Static and Expanding Grid Coverage with Ant Robots : Complexity Results

Abstract: In this paper we study the strengths and limitations of collaborative teams of simple agents. In particular, we discuss the efficient use of "ant robots" for covering a connected region on the Z^{2} grid, whose area is unknown in advance, and which expands at a given rate, where $n$ is the initial size of the connected region. We show that regardless of the algorithm used, and the robots' hardware and software specifications, the minimal number of robots required in order for such coverage to be possible is \Omega({\sqrt{n}}).
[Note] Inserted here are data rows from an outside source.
//! SIP Message Handling
//!
//! Text-level building and parsing of the SIP subset the engine speaks:
//! REGISTER, INVITE, ACK and BYE requests, response parsing, and RFC 2617
//! MD5 digest authentication.

use rand::Rng;

/// A parsed SIP response.
#[derive(Debug, Clone)]
pub struct SipResponse {
    pub status: u16,
    pub reason: String,
    headers: Vec<(String, String)>,
    pub body: String,
}

/// A parsed in-dialog SIP request (BYE, ACK, re-INVITE).
#[derive(Debug, Clone)]
pub struct SipRequest {
    pub method: String,
    pub uri: String,
    headers: Vec<(String, String)>,
    pub body: String,
}

fn parse_headers_and_body(lines: &mut std::str::Lines<'_>) -> (Vec<(String, String)>, String) {
    let mut headers = Vec::new();
    for line in lines.by_ref() {
        if line.is_empty() {
            break;
        }
        if let Some((name, value)) = line.split_once(':') {
            headers.push((name.trim().to_string(), value.trim().to_string()));
        }
    }
    let body: String = lines.collect::<Vec<_>>().join("\r\n");
    (headers, body)
}

fn find_header<'a>(headers: &'a [(String, String)], name: &str) -> Option<&'a str> {
    headers
        .iter()
        .find(|(n, _)| n.eq_ignore_ascii_case(name))
        .map(|(_, v)| v.as_str())
}

impl SipResponse {
    /// Parse a SIP response. Returns None for anything that is not a
    /// well-formed status line.
    pub fn parse(raw: &str) -> Option<Self> {
        let mut lines = raw.lines();
        let status_line = lines.next()?;
        let mut parts = status_line.splitn(3, ' ');

        if parts.next()? != "SIP/2.0" {
            return None;
        }
        let status: u16 = parts.next()?.parse().ok()?;
        let reason = parts.next().unwrap_or("").to_string();

        let (headers, body) = parse_headers_and_body(&mut lines);

        Some(Self {
            status,
            reason,
            headers,
            body,
        })
    }

    pub fn header(&self, name: &str) -> Option<&str> {
        find_header(&self.headers, name)
    }

    pub fn call_id(&self) -> Option<&str> {
        self.header("Call-ID")
    }

    /// CSeq number and method, e.g. `(2, "INVITE")`.
    pub fn cseq(&self) -> Option<(u32, &str)> {
        let value = self.header("CSeq")?;
        let (num, method) = value.split_once(' ')?;
        Some((num.trim().parse().ok()?, method.trim()))
    }

    /// The `tag` parameter of the To header.
    pub fn to_tag(&self) -> Option<&str> {
        tag_param(self.header("To")?)
    }

    pub fn is_provisional(&self) -> bool {
        (100..200).contains(&self.status)
    }
}

impl SipRequest {
    pub fn parse(raw: &str) -> Option<Self> {
        let mut lines = raw.lines();
        let request_line = lines.next()?;
        let mut parts = request_line.splitn(3, ' ');

        let method = parts.next()?.to_string();
        let uri = parts.next()?.to_string();
        if parts.next()? != "SIP/2.0" {
            return None;
        }

        let (headers, body) = parse_headers_and_body(&mut lines);

        Some(Self {
            method,
            uri,
            headers,
            body,
        })
    }

    pub fn header(&self, name: &str) -> Option<&str> {
        find_header(&self.headers, name)
    }

    pub fn call_id(&self) -> Option<&str> {
        self.header("Call-ID")
    }

    /// Build the 200 OK reply for an in-dialog request, echoing the
    /// dialog-identifying headers.
    pub fn ok_response(&self) -> String {
        let mut msg = String::from("SIP/2.0 200 OK\r\n");
        for name in ["Via", "From", "To", "Call-ID", "CSeq"] {
            if let Some(value) = self.header(name) {
                msg.push_str(&format!("{}: {}\r\n", name, value));
            }
        }
        msg.push_str("Content-Length: 0\r\n\r\n");
        msg
    }
}

fn tag_param(header_value: &str) -> Option<&str> {
    header_value.split(';').find_map(|param| {
        let param = param.trim();
        param.strip_prefix("tag=")
    })
}

/// Digest challenge fields from a WWW-Authenticate / Proxy-Authenticate header.
#[derive(Debug, Clone, PartialEq, Eq)]
pub struct DigestChallenge {
    pub realm: String,
    pub nonce: String,
}

/// Parse `Digest realm="...", nonce="..."` style challenge headers.
pub fn parse_digest_challenge(header: &str) -> Option<DigestChallenge> {
    let rest = header.trim().strip_prefix("Digest")?.trim();

    let mut realm = None;
    let mut nonce = None;

    for part in rest.split(',') {
        let part = part.trim();
        if let Some((key, value)) = part.split_once('=') {
            let value = value.trim().trim_matches('"');
            match key.trim() {
                "realm" => realm = Some(value.to_string()),
                "nonce" => nonce = Some(value.to_string()),
                _ => {}
            }
        }
    }

    Some(DigestChallenge {
        realm: realm?,
        nonce: nonce?,
    })
}

/// RFC 2617 digest response without qop:
/// `md5(md5(user:realm:pass):nonce:md5(method:uri))`.
pub fn digest_response(
    username: &str,
    realm: &str,
    password: &str,
    method: &str,
    uri: &str,
    nonce: &str,
) -> String {
    let ha1 = format!("{:x}", md5::compute(format!("{}:{}:{}", username, realm, password)));
    let ha2 = format!("{:x}", md5::compute(format!("{}:{}", method, uri)));
    format!("{:x}", md5::compute(format!("{}:{}:{}", ha1, nonce, ha2)))
}

/// Build the Authorization header for a challenged request.
pub fn authorization_header(
    username: &str,
    challenge: &DigestChallenge,
    password: &str,
    method: &str,
    uri: &str,
) -> String {
    let response = digest_response(
        username,
        &challenge.realm,
        password,
        method,
        uri,
        &challenge.nonce,
    );
    format!(
        "Digest username=\"{}\", realm=\"{}\", nonce=\"{}\", uri=\"{}\", response=\"{}\", algorithm=MD5",
        username, challenge.realm, challenge.nonce, uri, response
    )
}

/// Random branch parameter with the mandatory RFC 3261 magic cookie.
pub fn new_branch() -> String {
    format!("z9hG4bK{:016x}", rand::thread_rng().gen::<u64>())
}

/// Random dialog tag.
pub fn new_tag() -> String {
    format!("{:08x}", rand::thread_rng().gen::<u32>())
}

/// Random Call-ID scoped to the given host.
pub fn new_call_id(host: &str) -> String {
    format!("{:016x}@{}", rand::thread_rng().gen::<u64>(), host)
}

/// Parameters shared by every request the UA builds.
pub struct RequestParams<'a> {
    pub method: &'a str,
    pub uri: &'a str,
    pub via_addr: &'a str,
    pub branch: &'a str,
    pub from_uri: &'a str,
    pub from_tag: &'a str,
    pub to_uri: &'a str,
    pub to_tag: Option<&'a str>,
    pub call_id: &'a str,
    pub cseq: u32,
    pub contact: Option<&'a str>,
    pub authorization: Option<&'a str>,
    pub expires: Option<u32>,
    pub user_agent: &'a str,
    pub body: Option<(&'a str, &'a str)>,
}

/// Build a SIP request in wire form.
pub fn build_request(p: &RequestParams<'_>) -> String {
    let mut msg = format!("{} {} SIP/2.0\r\n", p.method, p.uri);
    msg.push_str(&format!(
        "Via: SIP/2.0/UDP {};branch={};rport\r\n",
        p.via_addr, p.branch
    ));
    msg.push_str("Max-Forwards: 70\r\n");
    msg.push_str(&format!("From: <{}>;tag={}\r\n", p.from_uri, p.from_tag));
    match p.to_tag {
        Some(tag) => msg.push_str(&format!("To: <{}>;tag={}\r\n", p.to_uri, tag)),
        None => msg.push_str(&format!("To: <{}>\r\n", p.to_uri)),
    }
    msg.push_str(&format!("Call-ID: {}\r\n", p.call_id));
    msg.push_str(&format!("CSeq: {} {}\r\n", p.cseq, p.method));
    if let Some(contact) = p.contact {
        msg.push_str(&format!("Contact: <{}>\r\n", contact));
    }
    if let Some(auth) = p.authorization {
        msg.push_str(&format!("Authorization: {}\r\n", auth));
    }
    if let Some(expires) = p.expires {
        msg.push_str(&format!("Expires: {}\r\n", expires));
    }
    msg.push_str(&format!("User-Agent: {}\r\n", p.user_agent));

    match p.body {
        Some((content_type, body)) => {
            msg.push_str(&format!("Content-Type: {}\r\n", content_type));
            msg.push_str(&format!("Content-Length: {}\r\n\r\n", body.len()));
            msg.push_str(body);
        }
        None => msg.push_str("Content-Length: 0\r\n\r\n"),
    }

    msg
}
In addition, we show that when the region expands at a sufficiently slow rate, a team of \Theta(\sqrt{n}) robots could cover it in at most O(n^{2} \ln n) time. This completion time can even be achieved by myopic robots, with no ability to directly communicate with each other, and where each robot is equipped with a memory of size O(1) bits w.r.t the size of the region (therefore, the robots cannot maintain maps of the terrain, nor plan complete paths). Regarding the coverage of non-expanding regions in the grid, we improve the current best known result of O(n^{2}) by demonstrating an algorithm that guarantees such a coverage with completion time of O(\frac{1}{k} n^{1.5} + n) in the worst case, and faster for shapes of perimeter length which is shorter than O(n).